Activity:
The answer must be every line below that contains the string "filename".

Available records:
*** Block opens ***

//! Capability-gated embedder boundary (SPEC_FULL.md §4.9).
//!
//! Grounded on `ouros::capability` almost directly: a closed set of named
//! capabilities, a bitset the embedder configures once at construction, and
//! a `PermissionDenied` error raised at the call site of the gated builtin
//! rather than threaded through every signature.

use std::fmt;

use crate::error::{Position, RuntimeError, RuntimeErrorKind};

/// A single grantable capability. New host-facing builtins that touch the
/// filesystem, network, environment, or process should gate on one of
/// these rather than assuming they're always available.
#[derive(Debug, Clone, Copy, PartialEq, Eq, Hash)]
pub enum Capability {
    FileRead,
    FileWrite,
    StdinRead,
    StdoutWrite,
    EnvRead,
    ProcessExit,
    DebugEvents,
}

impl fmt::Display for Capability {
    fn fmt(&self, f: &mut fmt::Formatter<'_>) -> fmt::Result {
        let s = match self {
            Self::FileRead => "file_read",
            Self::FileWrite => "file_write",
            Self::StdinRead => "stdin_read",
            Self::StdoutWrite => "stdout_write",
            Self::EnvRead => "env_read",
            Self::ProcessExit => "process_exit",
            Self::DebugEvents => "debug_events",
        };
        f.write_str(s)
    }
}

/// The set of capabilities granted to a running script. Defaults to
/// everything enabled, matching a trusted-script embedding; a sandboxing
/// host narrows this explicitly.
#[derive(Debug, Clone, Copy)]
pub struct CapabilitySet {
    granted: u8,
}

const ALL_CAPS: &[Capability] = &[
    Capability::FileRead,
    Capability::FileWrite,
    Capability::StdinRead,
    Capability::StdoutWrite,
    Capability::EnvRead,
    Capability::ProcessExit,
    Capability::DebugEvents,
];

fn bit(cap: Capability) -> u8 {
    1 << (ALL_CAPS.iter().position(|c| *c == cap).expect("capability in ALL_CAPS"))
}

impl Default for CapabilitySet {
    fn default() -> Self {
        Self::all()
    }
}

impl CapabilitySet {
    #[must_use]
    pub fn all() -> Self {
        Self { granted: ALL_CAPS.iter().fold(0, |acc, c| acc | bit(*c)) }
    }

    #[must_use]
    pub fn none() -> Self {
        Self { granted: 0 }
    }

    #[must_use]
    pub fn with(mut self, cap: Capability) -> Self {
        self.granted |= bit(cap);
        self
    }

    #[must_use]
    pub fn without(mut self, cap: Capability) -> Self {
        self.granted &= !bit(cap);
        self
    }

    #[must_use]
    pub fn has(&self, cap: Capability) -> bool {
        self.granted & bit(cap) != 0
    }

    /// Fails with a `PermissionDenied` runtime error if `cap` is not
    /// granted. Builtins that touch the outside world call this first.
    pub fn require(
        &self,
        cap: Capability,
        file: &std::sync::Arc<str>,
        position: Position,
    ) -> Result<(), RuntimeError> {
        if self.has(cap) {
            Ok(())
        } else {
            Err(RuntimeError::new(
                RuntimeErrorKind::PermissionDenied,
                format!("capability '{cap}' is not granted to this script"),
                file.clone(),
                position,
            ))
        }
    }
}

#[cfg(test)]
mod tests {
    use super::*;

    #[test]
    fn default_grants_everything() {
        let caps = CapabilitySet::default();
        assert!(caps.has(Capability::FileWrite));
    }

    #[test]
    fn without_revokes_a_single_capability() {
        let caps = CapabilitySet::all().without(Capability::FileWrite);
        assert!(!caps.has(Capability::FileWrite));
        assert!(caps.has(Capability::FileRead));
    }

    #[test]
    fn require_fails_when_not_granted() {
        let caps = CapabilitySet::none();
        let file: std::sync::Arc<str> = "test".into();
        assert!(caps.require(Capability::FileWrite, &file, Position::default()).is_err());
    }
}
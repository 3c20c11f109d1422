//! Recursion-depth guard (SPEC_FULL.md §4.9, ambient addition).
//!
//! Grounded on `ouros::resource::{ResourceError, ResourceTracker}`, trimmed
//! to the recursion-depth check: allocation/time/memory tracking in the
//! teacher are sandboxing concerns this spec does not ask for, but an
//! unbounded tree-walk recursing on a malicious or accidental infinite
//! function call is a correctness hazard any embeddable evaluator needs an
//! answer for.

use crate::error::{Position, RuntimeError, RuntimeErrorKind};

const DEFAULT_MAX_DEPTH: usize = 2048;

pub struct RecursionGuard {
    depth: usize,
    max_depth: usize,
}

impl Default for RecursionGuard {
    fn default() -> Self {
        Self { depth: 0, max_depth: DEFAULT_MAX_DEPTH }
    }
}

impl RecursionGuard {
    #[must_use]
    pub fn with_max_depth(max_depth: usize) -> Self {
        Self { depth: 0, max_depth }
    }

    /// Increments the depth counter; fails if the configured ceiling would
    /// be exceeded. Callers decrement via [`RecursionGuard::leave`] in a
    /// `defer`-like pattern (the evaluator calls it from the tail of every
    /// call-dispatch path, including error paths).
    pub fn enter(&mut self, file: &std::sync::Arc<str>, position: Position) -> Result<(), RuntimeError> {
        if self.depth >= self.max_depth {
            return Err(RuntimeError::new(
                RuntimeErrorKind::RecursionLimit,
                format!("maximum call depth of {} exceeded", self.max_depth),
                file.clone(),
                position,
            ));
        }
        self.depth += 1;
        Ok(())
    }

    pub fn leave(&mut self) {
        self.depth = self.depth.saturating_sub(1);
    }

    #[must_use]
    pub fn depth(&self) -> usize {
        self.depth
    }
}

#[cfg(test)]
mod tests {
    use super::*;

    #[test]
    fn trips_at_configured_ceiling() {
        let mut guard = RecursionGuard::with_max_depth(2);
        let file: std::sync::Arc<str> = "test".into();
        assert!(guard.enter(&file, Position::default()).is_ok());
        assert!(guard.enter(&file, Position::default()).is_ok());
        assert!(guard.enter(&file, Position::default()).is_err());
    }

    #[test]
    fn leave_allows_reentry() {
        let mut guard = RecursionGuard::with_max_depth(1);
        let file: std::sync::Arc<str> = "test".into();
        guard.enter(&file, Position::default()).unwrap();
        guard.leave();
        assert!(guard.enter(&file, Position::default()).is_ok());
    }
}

*** Block closes ***
*** Block opens ***

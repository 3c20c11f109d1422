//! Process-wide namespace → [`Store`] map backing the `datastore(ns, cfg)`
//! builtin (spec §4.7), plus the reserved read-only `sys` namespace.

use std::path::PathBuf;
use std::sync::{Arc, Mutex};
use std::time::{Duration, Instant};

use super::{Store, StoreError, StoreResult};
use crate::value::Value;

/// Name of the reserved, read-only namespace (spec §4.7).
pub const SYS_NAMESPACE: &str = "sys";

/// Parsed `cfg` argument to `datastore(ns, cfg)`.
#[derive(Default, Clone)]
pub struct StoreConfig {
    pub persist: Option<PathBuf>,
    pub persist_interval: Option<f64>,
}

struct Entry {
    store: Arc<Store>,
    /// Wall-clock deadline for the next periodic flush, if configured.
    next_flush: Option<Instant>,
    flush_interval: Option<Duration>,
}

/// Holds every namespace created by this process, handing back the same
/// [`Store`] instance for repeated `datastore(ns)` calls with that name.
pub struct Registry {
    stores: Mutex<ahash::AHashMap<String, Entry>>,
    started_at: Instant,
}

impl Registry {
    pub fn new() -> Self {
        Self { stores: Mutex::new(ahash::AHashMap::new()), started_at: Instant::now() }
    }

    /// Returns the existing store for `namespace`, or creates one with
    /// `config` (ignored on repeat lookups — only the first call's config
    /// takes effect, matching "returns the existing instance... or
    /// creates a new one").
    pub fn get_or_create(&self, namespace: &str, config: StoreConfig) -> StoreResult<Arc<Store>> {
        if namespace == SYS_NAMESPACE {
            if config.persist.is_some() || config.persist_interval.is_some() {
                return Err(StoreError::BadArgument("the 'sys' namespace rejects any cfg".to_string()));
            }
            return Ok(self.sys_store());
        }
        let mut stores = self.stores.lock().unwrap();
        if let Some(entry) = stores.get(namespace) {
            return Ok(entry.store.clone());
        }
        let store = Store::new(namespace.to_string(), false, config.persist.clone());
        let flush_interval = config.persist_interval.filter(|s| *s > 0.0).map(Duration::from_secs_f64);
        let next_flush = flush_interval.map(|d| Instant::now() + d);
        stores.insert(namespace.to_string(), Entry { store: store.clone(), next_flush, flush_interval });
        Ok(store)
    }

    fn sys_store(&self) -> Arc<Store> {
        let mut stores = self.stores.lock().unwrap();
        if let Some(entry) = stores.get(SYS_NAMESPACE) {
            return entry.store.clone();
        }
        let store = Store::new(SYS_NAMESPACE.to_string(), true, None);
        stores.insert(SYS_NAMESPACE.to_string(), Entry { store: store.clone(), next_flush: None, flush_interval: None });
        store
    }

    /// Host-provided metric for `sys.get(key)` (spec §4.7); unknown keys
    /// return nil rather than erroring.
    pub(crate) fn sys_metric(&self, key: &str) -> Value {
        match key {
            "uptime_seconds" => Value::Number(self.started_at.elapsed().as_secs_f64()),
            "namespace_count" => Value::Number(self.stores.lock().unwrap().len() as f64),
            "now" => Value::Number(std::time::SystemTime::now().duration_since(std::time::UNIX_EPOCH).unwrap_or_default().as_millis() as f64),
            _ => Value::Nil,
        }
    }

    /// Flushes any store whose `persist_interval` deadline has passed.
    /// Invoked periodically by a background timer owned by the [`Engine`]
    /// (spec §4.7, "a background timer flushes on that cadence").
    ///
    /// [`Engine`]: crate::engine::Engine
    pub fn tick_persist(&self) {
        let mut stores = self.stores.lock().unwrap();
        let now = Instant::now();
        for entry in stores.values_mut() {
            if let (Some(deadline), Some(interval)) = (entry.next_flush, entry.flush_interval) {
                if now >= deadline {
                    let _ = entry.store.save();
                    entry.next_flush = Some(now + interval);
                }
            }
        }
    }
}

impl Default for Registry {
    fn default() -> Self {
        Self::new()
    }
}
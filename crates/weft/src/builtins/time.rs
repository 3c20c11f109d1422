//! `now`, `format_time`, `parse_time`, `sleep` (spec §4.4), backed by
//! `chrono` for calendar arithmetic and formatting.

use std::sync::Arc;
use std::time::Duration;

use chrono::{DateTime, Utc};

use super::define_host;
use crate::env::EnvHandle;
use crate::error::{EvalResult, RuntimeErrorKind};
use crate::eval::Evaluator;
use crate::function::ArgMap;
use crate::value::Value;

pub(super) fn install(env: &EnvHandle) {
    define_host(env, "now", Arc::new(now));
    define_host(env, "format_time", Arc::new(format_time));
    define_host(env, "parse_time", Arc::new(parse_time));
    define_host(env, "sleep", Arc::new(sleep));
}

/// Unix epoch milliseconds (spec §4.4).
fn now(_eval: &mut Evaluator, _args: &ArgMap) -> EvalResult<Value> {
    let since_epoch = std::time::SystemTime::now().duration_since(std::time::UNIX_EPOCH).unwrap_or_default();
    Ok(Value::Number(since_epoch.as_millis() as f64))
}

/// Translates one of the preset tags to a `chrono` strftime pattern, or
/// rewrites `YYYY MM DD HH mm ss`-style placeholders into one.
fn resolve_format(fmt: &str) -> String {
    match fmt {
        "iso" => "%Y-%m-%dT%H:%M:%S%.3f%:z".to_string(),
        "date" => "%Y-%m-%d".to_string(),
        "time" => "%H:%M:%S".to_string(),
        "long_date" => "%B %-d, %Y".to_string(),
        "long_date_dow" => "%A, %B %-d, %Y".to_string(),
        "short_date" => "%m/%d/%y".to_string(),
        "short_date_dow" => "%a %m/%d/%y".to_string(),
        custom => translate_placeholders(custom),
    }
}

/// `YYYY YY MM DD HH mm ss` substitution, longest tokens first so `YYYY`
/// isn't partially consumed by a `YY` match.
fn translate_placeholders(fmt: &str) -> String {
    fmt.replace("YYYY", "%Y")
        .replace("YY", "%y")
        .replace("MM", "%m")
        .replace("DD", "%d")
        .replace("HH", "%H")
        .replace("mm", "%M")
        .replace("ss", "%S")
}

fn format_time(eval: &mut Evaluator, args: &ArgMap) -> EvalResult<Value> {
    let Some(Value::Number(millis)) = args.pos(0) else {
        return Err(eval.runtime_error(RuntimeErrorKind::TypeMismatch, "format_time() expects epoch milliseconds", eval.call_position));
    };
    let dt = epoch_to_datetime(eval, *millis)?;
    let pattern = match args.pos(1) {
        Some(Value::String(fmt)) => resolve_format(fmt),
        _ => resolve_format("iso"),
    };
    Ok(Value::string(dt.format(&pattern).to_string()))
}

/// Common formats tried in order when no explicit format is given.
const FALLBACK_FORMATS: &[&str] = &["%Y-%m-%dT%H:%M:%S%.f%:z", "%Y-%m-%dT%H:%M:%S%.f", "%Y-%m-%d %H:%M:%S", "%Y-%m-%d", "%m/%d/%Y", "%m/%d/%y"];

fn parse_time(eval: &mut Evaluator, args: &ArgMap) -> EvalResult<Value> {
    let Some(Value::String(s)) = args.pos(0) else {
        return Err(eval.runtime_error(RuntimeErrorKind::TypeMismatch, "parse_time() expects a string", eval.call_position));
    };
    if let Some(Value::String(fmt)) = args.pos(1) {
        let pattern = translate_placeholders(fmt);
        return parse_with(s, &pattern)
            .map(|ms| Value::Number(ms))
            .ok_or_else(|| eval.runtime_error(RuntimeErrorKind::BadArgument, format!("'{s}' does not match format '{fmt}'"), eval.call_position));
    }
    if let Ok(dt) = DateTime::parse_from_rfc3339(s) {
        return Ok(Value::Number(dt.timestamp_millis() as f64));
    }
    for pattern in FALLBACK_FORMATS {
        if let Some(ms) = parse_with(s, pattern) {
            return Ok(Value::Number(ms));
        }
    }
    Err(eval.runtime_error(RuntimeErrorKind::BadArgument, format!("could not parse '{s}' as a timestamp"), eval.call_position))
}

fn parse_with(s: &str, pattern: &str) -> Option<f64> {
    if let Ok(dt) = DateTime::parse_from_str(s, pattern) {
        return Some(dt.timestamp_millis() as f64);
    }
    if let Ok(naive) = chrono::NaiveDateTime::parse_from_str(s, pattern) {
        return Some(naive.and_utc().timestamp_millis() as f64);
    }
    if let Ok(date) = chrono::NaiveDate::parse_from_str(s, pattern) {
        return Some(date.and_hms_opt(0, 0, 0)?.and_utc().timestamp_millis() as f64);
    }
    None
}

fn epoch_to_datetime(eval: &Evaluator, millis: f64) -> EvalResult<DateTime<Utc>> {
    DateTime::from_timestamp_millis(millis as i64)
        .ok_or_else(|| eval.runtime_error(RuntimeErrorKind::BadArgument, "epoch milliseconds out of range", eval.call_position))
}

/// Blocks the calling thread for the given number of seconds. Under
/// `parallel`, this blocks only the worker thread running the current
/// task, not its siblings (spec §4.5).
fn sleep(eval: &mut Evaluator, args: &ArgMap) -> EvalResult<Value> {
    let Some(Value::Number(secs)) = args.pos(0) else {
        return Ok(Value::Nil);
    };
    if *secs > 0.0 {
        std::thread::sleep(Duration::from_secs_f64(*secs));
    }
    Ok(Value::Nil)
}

*** Block closes ***
*** Block opens ***

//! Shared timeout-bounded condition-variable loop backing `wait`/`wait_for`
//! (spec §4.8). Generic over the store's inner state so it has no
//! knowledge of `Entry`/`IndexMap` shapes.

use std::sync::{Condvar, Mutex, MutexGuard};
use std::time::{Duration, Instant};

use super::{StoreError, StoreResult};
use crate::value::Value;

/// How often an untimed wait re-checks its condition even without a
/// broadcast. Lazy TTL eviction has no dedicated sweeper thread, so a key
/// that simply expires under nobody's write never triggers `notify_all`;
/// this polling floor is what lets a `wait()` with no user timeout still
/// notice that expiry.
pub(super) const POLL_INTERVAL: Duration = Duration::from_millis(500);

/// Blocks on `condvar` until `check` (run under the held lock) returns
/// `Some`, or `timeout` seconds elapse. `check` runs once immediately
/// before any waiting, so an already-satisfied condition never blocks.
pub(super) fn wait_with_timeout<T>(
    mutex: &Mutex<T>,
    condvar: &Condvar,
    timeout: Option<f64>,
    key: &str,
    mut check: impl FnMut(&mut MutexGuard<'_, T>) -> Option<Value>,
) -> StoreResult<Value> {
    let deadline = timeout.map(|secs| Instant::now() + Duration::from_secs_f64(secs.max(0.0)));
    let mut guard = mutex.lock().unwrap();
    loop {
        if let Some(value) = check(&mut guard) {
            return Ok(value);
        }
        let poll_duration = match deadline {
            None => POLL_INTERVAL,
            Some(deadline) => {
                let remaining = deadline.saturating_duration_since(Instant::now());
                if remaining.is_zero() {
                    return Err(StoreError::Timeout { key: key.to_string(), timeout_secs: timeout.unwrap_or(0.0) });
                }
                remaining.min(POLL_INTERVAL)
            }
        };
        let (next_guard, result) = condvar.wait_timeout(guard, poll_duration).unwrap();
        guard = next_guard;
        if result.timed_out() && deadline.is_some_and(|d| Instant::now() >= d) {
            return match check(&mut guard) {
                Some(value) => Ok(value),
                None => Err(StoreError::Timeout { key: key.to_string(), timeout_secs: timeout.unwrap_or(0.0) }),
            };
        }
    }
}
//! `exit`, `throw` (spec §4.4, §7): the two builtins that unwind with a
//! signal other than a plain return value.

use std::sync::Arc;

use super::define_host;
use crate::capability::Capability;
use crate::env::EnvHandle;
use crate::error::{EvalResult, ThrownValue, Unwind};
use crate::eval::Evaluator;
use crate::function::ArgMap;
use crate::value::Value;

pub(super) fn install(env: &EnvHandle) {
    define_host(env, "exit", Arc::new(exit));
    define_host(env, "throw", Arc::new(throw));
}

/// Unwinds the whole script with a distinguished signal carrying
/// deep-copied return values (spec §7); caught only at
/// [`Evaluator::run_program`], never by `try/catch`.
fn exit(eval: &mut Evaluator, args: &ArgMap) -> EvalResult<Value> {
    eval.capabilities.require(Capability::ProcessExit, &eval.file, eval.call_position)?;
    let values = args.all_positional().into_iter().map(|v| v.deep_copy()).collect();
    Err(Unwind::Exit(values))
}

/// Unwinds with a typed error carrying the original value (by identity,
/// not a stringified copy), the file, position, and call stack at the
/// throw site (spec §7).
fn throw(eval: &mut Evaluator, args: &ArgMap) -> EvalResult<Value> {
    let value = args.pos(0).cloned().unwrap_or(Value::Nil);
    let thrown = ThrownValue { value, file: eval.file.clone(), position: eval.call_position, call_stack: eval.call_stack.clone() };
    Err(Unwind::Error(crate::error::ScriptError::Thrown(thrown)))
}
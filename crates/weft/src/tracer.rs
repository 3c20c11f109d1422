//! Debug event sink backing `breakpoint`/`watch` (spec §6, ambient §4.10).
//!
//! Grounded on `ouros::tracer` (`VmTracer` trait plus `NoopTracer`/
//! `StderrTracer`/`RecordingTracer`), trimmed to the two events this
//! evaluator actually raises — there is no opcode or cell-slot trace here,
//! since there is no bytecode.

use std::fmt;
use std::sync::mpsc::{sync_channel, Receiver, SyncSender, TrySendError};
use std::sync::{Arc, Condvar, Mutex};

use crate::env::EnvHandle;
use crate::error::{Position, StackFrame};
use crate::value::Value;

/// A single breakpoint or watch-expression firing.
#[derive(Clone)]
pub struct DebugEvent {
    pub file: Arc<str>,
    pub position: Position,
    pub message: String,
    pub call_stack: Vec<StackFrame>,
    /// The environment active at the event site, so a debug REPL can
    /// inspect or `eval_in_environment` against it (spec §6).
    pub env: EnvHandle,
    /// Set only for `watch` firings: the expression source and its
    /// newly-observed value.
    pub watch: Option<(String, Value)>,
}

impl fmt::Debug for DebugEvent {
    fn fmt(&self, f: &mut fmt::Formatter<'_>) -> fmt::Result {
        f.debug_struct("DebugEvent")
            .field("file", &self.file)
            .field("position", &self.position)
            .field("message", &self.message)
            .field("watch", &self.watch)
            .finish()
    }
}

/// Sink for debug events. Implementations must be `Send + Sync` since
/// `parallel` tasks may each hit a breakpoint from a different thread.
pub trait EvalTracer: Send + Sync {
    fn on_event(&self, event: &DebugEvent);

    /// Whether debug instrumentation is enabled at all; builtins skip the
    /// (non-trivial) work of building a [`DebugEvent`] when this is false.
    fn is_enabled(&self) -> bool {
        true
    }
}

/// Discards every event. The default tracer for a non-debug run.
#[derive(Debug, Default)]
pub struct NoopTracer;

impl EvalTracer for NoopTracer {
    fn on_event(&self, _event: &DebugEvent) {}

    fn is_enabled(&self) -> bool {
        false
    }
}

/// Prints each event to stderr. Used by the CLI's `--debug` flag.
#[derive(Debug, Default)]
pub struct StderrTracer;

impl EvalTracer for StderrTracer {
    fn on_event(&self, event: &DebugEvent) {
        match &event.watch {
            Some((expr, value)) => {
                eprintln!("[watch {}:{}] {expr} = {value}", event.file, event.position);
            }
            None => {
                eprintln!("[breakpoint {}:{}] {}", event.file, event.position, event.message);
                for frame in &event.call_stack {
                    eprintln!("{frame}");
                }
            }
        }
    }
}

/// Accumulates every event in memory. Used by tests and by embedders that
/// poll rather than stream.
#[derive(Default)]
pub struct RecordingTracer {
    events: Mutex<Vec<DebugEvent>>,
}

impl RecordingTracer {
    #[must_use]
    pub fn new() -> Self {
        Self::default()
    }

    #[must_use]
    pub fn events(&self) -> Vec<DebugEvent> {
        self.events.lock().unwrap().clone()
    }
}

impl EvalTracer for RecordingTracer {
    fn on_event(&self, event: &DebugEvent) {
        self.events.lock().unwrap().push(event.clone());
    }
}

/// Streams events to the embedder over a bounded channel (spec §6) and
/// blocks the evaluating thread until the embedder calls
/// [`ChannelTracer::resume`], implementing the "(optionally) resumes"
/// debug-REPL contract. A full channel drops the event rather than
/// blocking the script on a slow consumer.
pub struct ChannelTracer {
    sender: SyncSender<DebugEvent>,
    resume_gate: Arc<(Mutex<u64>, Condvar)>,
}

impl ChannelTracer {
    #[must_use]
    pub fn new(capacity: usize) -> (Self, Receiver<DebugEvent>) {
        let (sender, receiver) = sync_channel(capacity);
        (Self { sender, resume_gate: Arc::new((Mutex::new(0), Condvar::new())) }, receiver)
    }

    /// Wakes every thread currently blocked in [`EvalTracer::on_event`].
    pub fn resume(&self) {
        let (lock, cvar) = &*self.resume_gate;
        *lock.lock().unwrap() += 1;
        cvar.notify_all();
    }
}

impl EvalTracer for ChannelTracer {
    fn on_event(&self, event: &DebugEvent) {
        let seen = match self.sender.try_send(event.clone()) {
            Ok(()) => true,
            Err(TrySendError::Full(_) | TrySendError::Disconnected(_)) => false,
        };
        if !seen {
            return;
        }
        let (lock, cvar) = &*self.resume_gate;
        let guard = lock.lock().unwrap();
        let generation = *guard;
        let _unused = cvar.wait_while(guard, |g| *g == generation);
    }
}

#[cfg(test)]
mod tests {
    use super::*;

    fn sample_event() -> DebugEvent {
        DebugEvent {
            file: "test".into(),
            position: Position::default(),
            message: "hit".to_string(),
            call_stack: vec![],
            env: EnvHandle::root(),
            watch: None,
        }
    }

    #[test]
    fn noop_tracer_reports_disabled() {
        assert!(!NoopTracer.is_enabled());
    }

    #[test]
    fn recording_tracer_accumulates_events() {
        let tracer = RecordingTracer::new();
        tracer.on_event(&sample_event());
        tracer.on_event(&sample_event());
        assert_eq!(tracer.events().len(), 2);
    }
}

*** Block closes ***

Solution for this problem:
filename crates/weft/src/builtins/time.rs
filename crates/weft/src/tracer.rs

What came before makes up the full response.